Preventing machinery faults and downtime is a recent topic of discussion in the automation business. A lot of interesting information is offered, mostly anecdotal, that is offered as “helpful tips” for the aspiring automation programmer. But its generally very loose, as anecdotal information usually is, and not quite as helpful for specific situations.
Better automation diagnostics should be the result of 2 major sources of input; intelligent design and discovery.
On the design side we can narrow diagnostics to a few topics that we know something about.

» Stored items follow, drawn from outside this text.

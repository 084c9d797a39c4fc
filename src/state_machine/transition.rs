//! Pure state transition function
//!
//! Given the same state, context and event this always produces the same
//! new state and effects. Timers and publishing happen in the runtime.

use super::effect::UpdateReason;
use super::{Effect, Event, SessionContext, SessionState};
use crate::assistant::{self, Reply};
use thiserror::Error;

/// Result of a state transition
#[derive(Debug)]
pub struct TransitionResult {
    pub new_state: SessionState,
    pub effects: Vec<Effect>,
}

impl TransitionResult {
    pub fn new(state: SessionState) -> Self {
        Self {
            new_state: state,
            effects: vec![],
        }
    }

    #[must_use]
    pub fn with_effect(mut self, effect: Effect) -> Self {
        self.effects.push(effect);
        self
    }

    #[must_use]
    pub fn with_effects(mut self, effects: impl IntoIterator<Item = Effect>) -> Self {
        self.effects.extend(effects);
        self
    }
}

/// Errors that can occur during transition
#[derive(Debug, Error, PartialEq, Eq)]
pub enum TransitionError {
    #[error("Question is empty")]
    EmptyQuestion,
}

/// Pure transition function
pub fn transition(
    state: &SessionState,
    context: &SessionContext,
    event: Event,
) -> Result<TransitionResult, TransitionError> {
    match event {
        // ============================================================
        // Step progression
        // ============================================================
        Event::UserAdvance => Ok(advance(state, context)),

        // Only the timer armed for the current position may advance it
        Event::AdvanceTimeout { index } if index == state.current_index() => {
            Ok(advance(state, context))
        }

        Event::AdvanceTimeout { index } => {
            tracing::debug!(
                timer_index = index,
                current_index = state.current_index(),
                "Ignoring stale advance timer"
            );
            Ok(TransitionResult::new(state.clone()))
        }

        // ============================================================
        // Cancellation
        // ============================================================
        Event::UserCancel => {
            let mut next = state.clone();
            next.cancel();
            let rearm = rearm_advance(&next, context);
            Ok(TransitionResult::new(next)
                .with_effect(rearm)
                .with_effect(Effect::notify(UpdateReason::Cancelled)))
        }

        // ============================================================
        // Rerouting
        // ============================================================
        Event::UserReroute => {
            let mut next = state.clone();
            let reroute_id = next.start_reroute();
            Ok(TransitionResult::new(next).with_effects([
                Effect::ScheduleRerouteCompletion {
                    reroute_id,
                    delay: context.reroute_delay,
                },
                Effect::notify(UpdateReason::RerouteStarted),
            ]))
        }

        // Every completion lands, even after a cancel or a newer reroute
        Event::RerouteTimeout { reroute_id } => {
            tracing::debug!(reroute_id, "Reroute completed");
            let mut next = state.clone();
            next.complete_reroute();
            Ok(TransitionResult::new(next)
                .with_effect(Effect::notify(UpdateReason::RerouteCompleted)))
        }

        // ============================================================
        // Settings
        // ============================================================
        Event::UserSettings { settings } => {
            let mut next = state.clone();
            next.update_audio_settings(settings);
            Ok(TransitionResult::new(next)
                .with_effect(Effect::notify(UpdateReason::SettingsUpdated)))
        }

        // ============================================================
        // Assistant
        // ============================================================
        Event::UserQuestion { text } => {
            if text.trim().is_empty() {
                return Err(TransitionError::EmptyQuestion);
            }

            let answer = assistant::respond(&text, state, context);
            tracing::debug!(rule = answer.rule, "Assistant rule matched");

            match answer.reply {
                Reply::Reroute => transition(state, context, Event::UserReroute),
                Reply::Cancel => transition(state, context, Event::UserCancel),
                Reply::ChangeLanguage {
                    language,
                    confirmation,
                } => {
                    let mut next = state.clone();
                    next.set_language(language);
                    next.say(confirmation);
                    Ok(TransitionResult::new(next)
                        .with_effect(Effect::notify(UpdateReason::AssistantReplied)))
                }
                Reply::Say(message) => {
                    let mut next = state.clone();
                    next.say(message);
                    Ok(TransitionResult::new(next)
                        .with_effect(Effect::notify(UpdateReason::AssistantReplied)))
                }
            }
        }
    }
}

/// Timer effect for the state's current position: a fresh wait while
/// steps remain, otherwise nothing pending
pub(crate) fn rearm_advance(state: &SessionState, context: &SessionContext) -> Effect {
    if state.is_arrived() {
        Effect::CancelAdvance
    } else {
        Effect::ScheduleAdvance {
            index: state.current_index(),
            delay: context.advance_interval,
        }
    }
}

fn advance(state: &SessionState, context: &SessionContext) -> TransitionResult {
    let mut next = state.clone();
    if !next.advance() {
        // Already at the destination
        return TransitionResult::new(next);
    }
    let rearm = rearm_advance(&next, context);
    TransitionResult::new(next)
        .with_effect(rearm)
        .with_effect(Effect::notify(UpdateReason::StepAdvanced))
}
//! Trait abstractions for runtime output
//!
//! These traits enable testing the executor with mock implementations.

use super::SessionUpdate;
use async_trait::async_trait;
use std::sync::Arc;
use tokio::sync::broadcast;

/// Receiver of session snapshots (the rendering surface)
#[async_trait]
pub trait UpdateSink: Send + Sync {
    async fn publish(&self, update: SessionUpdate);
}

#[async_trait]
impl<T: UpdateSink + ?Sized> UpdateSink for Arc<T> {
    async fn publish(&self, update: SessionUpdate) {
        (**self).publish(update).await;
    }
}

// ============================================================================
// Production implementation
// ============================================================================

/// Fans updates out to any number of subscribers
#[derive(Debug, Clone)]
pub struct BroadcastSink {
    tx: broadcast::Sender<SessionUpdate>,
}

impl BroadcastSink {
    pub fn new(capacity: usize) -> Self {
        let (tx, _) = broadcast::channel(capacity);
        Self { tx }
    }

    pub fn subscribe(&self) -> broadcast::Receiver<SessionUpdate> {
        self.tx.subscribe()
    }
}

#[async_trait]
impl UpdateSink for BroadcastSink {
    async fn publish(&self, update: SessionUpdate) {
        if self.tx.send(update).is_err() {
            tracing::trace!("No subscribers for session update");
        }
    }
}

- Conditions that can be measured, logged and used for predictive maintenance
- Conditions that will lead to a fault condition over time
- Fault conditions that are software recoverable
- Fault conditions that require operator intervention
- Fault conditions that trigger an emergency stop condition
For the purpose of this post, I will focus on the first item and pick up on the others in the future. A couple of important comments on “discovery” follow.
In terms of conditions that can be measured and used for predictive maintenance, this could apply to any condition for which there is a dynamic sensor. If you are measuring air pressure at the manifold of a group of pneumatic actuators, trending this value is extremely important since pressure predicts the speed of the motion. When monitoring the current of an electric motor, ac or dc, the current value over time is associated with torque. If the current is trending up over time, there is a mechanical wear or alignment problem that should be looked into. The same behavior can be applied to certain processes like grinding. The motion of the grinding fixture may be a position loop, but the actual process of grinding is a PID loop around a current setpoint of the motor driving the grinding wheel.
On the discovery side, we have to be a little less specific. Each new automation project leads to the creation of a unique piece of equipment that embodies a new arrangement of parts and programming. This inevitably leads to operating behaviors that could not have been predicted until the system is commissioned. This is the knowledge that we don’t have and cannot have until some run time is accumulated. Stuff that we know, that we don’t know, if you get my meaning.
And there is a corollary that is also important to consider; the number of possible fault conditions in a complex system increases with the number of components. So the number of fault conditions that could be considered is more or less infinite. Which means you do not want to be programming this project forever unless you think it will lead to job security. Which it won’t. So you have to come up with some definitions early in the project to attempt to define areas of concern and limitations that will be applied to the development of fault and diagnostic code.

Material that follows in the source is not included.